Questa impossibilità di abbracciarci; di avvicinarci all’Altro da noi attraverso le molteplici espressioni artistiche e quindi anche durante un bel concerto, peggiora un periodo di per sé insopportabile (per i posteri: c’è una pandemia in corso e da un anno non si può far liberamente nulla che non sia mangiare e morire; persino lavorare è diventato un optional).
Me le ricordo le lacrime catartiche versate sulla chitarra di Gilmour. La bocca spalancata sugli effetti speciali di Waters. L’incredulità nell’osservare i balletti di Jagger. La sensazione di minutezza di fronte all’imperturbabilità di Fripp. Il benessere nei riff serrati di Molko. La saggezza nelle parole e nei testi della Smith. Era bello, dopo un concerto, tornarsene a casa (o non tornarsene affatto) un po’ più leggeri, sapendo che anche se la vita faceva schifo avevamo avuto il diritto di dimenticarcene per un paio d’ore.

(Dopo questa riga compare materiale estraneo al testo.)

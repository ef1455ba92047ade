//! HTTP surface for the answer pipeline.
//!
//! | Method | Path      | Description                                  |
//! |--------|-----------|----------------------------------------------|
//! | `POST` | `/ask`    | `{"query": ...}` → `{"answer": ...}`         |
//! | `GET`  | `/health` | Liveness check, always `200 OK`.             |
//!
//! Retrieval failures map to `503`, generation failures to `502`.

use anyhow::{Context, Result};
use axum::{
    extract::State,
    http::StatusCode,
    response::{IntoResponse, Response},
    routing::{get, post},
    Json, Router,
};
use serde::{Deserialize, Serialize};
use serde_json::json;
use std::sync::Arc;
use uuid::Uuid;

use crate::errors::PipelineError;
use crate::rag::AnswerPipeline;

/// Request body for POST /ask
#[derive(Debug, Default, Deserialize)]
pub struct AskRequest {
    /// Question text; a missing field is treated as an empty question
    #[serde(default)]
    pub query: Option<String>,
}

/// Response body for POST /ask
#[derive(Debug, Serialize, Deserialize)]
pub struct AskResponse {
    pub answer: String,
}

/// Pipeline failure rendered as a JSON error
struct ApiError(PipelineError);

impl IntoResponse for ApiError {
    fn into_response(self) -> Response {
        let status = match self.0 {
            PipelineError::Retrieval(_) => StatusCode::SERVICE_UNAVAILABLE,
            PipelineError::Generation(_) => StatusCode::BAD_GATEWAY,
        };
        let body = json!({ "error": self.0.to_string(), "kind": self.0.kind() });
        (status, Json(body)).into_response()
    }
}

/// Build the router around a shared pipeline
pub fn router(pipeline: Arc<AnswerPipeline>) -> Router {
    Router::new()
        .route("/ask", post(ask))
        .route("/health", get(health))
        .with_state(pipeline)
}

/// Bind and serve until the process is stopped
pub async fn serve(pipeline: Arc<AnswerPipeline>, host: &str, port: u16) -> Result<()> {
    let addr = format!("{}:{}", host, port);
    let listener = tokio::net::TcpListener::bind(&addr)
        .await
        .with_context(|| format!("Failed to bind {}", addr))?;

    tracing::info!(%addr, "listening");
    axum::serve(listener, router(pipeline))
        .await
        .context("HTTP server error")?;

    Ok(())
}

async fn ask(
    State(pipeline): State<Arc<AnswerPipeline>>,
    Json(req): Json<AskRequest>,
) -> std::result::Result<Json<AskResponse>, ApiError> {
    let request_id = Uuid::new_v4();
    let query = req.query.unwrap_or_default();

    let start = std::time::Instant::now();
    let answer = pipeline.answer(&query).await.map_err(|e| {
        tracing::warn!(%request_id, kind = e.kind(), error = %e, "ask request failed");
        ApiError(e)
    })?;

    tracing::info!(
        %request_id,
        duration_ms = start.elapsed().as_millis() as u64,
        "ask request completed"
    );

    Ok(Json(AskResponse { answer }))
}

async fn health() -> impl IntoResponse {
    Json(json!({ "status": "ok" }))
}

#[cfg(test)]
mod tests {
    use super::*;
    use crate::config::PipelineConfig;
    use crate::errors::{GenerationError, RetrievalError};
    use crate::generation::Generator;
    use crate::rag::{Passage, Retriever};
    use async_trait::async_trait;
    use axum::body::Body;
    use axum::http::Request;
    use std::sync::Mutex;
    use tower::ServiceExt;

    struct StubRetriever {
        fail: bool,
    }

    #[async_trait]
    impl Retriever for StubRetriever {
        async fn search(&self, _query: &str, _k: usize) -> std::result::Result<Vec<Passage>, RetrievalError> {
            if self.fail {
                Err(RetrievalError::Unavailable("qdrant down".to_string()))
            } else {
                Ok(vec![Passage::new("Born in 1990.")])
            }
        }
    }

    struct StubGenerator {
        reply: std::result::Result<String, u16>,
        prompts: Mutex<Vec<String>>,
    }

    #[async_trait]
    impl Generator for StubGenerator {
        async fn generate(&self, prompt: &str) -> std::result::Result<String, GenerationError> {
            self.prompts.lock().unwrap().push(prompt.to_string());
            match &self.reply {
                Ok(text) => Ok(text.clone()),
                Err(status) => Err(GenerationError::Rejected {
                    status: *status,
                    message: "model not found".to_string(),
                }),
            }
        }

        fn model_name(&self) -> &str {
            "stub"
        }
    }

    fn app(fail_retrieval: bool, reply: std::result::Result<String, u16>) -> (Router, Arc<StubGenerator>) {
        let generator = Arc::new(StubGenerator {
            reply,
            prompts: Mutex::new(Vec::new()),
        });
        let pipeline = AnswerPipeline::new(
            Arc::new(StubRetriever { fail: fail_retrieval }),
            generator.clone(),
            &PipelineConfig::default(),
        )
        .unwrap();
        (router(Arc::new(pipeline)), generator)
    }

    fn ask_request(body: &str) -> Request<Body> {
        Request::builder()
            .method("POST")
            .uri("/ask")
            .header("content-type", "application/json")
            .body(Body::from(body.to_string()))
            .unwrap()
    }

    async fn json_body(response: Response) -> serde_json::Value {
        let bytes = axum::body::to_bytes(response.into_body(), usize::MAX).await.unwrap();
        serde_json::from_slice(&bytes).unwrap()
    }

    #[tokio::test]
    async fn test_ask_returns_answer() {
        let (app, _) = app(false, Ok("He was born in 1990.".to_string()));
        let response = app
            .oneshot(ask_request(r#"{"query":"When was he born?"}"#))
            .await
            .unwrap();

        assert_eq!(response.status(), StatusCode::OK);
        assert_eq!(json_body(response).await, json!({ "answer": "He was born in 1990." }));
    }

    #[tokio::test]
    async fn test_ask_missing_query_is_empty_question() {
        let (app, generator) = app(false, Ok("I don't know.".to_string()));
        let response = app.oneshot(ask_request("{}")).await.unwrap();

        assert_eq!(response.status(), StatusCode::OK);
        let prompts = generator.prompts.lock().unwrap();
        assert_eq!(prompts.len(), 1);
        assert!(prompts[0].contains("User's Question:\n\n"));
    }

    #[tokio::test]
    async fn test_retrieval_failure_maps_to_503() {
        let (app, generator) = app(true, Ok("unused".to_string()));
        let response = app.oneshot(ask_request(r#"{"query":"q"}"#)).await.unwrap();

        assert_eq!(response.status(), StatusCode::SERVICE_UNAVAILABLE);
        assert_eq!(json_body(response).await["kind"], json!("retrieval"));
        assert!(generator.prompts.lock().unwrap().is_empty());
    }

    #[tokio::test]
    async fn test_generation_failure_maps_to_502() {
        let (app, _) = app(false, Err(404));
        let response = app.oneshot(ask_request(r#"{"query":"q"}"#)).await.unwrap();

        assert_eq!(response.status(), StatusCode::BAD_GATEWAY);
        let body = json_body(response).await;
        assert_eq!(body["kind"], json!("generation"));
        assert!(body["error"].as_str().unwrap().contains("404"));
    }

    #[tokio::test]
    async fn test_health() {
        let (app, _) = app(false, Ok(String::new()));
        let response = app
            .oneshot(Request::builder().uri("/health").body(Body::empty()).unwrap())
            .await
            .unwrap();

        assert_eq!(response.status(), StatusCode::OK);
        assert_eq!(json_body(response).await, json!({ "status": "ok" }));
    }
}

Non era solo bello, era anche giusto: perché ci aiutava a stare insieme, a coesistere nelle differenze, ad amarci. La musica live ha fatto nascere amori, suggellato amicizie, trasmesso emozioni destinate a cambiare per sempre la vita degli spettatori. Nessuno smartphone, nessuna piattaforma di streaming musicale, nessun paio di cuffie megagalattiche potrà mai sostituire quel paio d’ore di sacrosanta pausa dalla realtà, che ritagliavamo per sopravvivere agli stessi tromboni che oggi ci hanno chiuso in casa gettando la chiave, non per tutelare la nostra salute ma per arginare il collasso del Sistema Sanitario Nazionale da loro stessi ridotto all’osso. Abbiamo bisogno di tornare a condividere la musica! Abbiamo bisogno di stare insieme!

 

“Ma i moralisti han chiuso i bar
E le morali han chiuso i vostri cuori
E spento i vostri ardori
È bello ritornar, normalità
È facile tornare con le tante
Stanche pecore bianche
Scusate, non mi lego a questa schiera
Morrò pecora nera”
(F. Guccini, Canzone di notte n. 2, 1976)

 

 

Appendice: Appello alla politica. Riaprite… Qualcosa!

Le manifestazioni artistiche dal vivo devono riprendere subito, per la dignità dei lavoratori e per il bene comune.

In breve:

– posti a sedere distanziati con capienza limitata (al chiuso) e utilizzo di mascherine;

– posti a sedere distanziati con capienza maggiore (all’aperto) ed eventuale utilizzo di mascherine;

– eliminazione del coprifuoco per ragioni di fatto;

– rilevazione della temperatura corporea all’ingresso delle venue;

– sanificazione delle mani e degli ambienti;

– bonus: ipotizzare di vaccinare gli artisti è così folle? Il Sovrintendente e Direttore Artistico della Scala di Milano, Dominique Meyer, lo ha proposto proprio qualche giorno fa.

 

Ce l’avete insegnato voi come si fa, no? Se siete riusciti a inseguire con l’elicottero un uomo che faceva jogging, riuscirete a fare anche questo.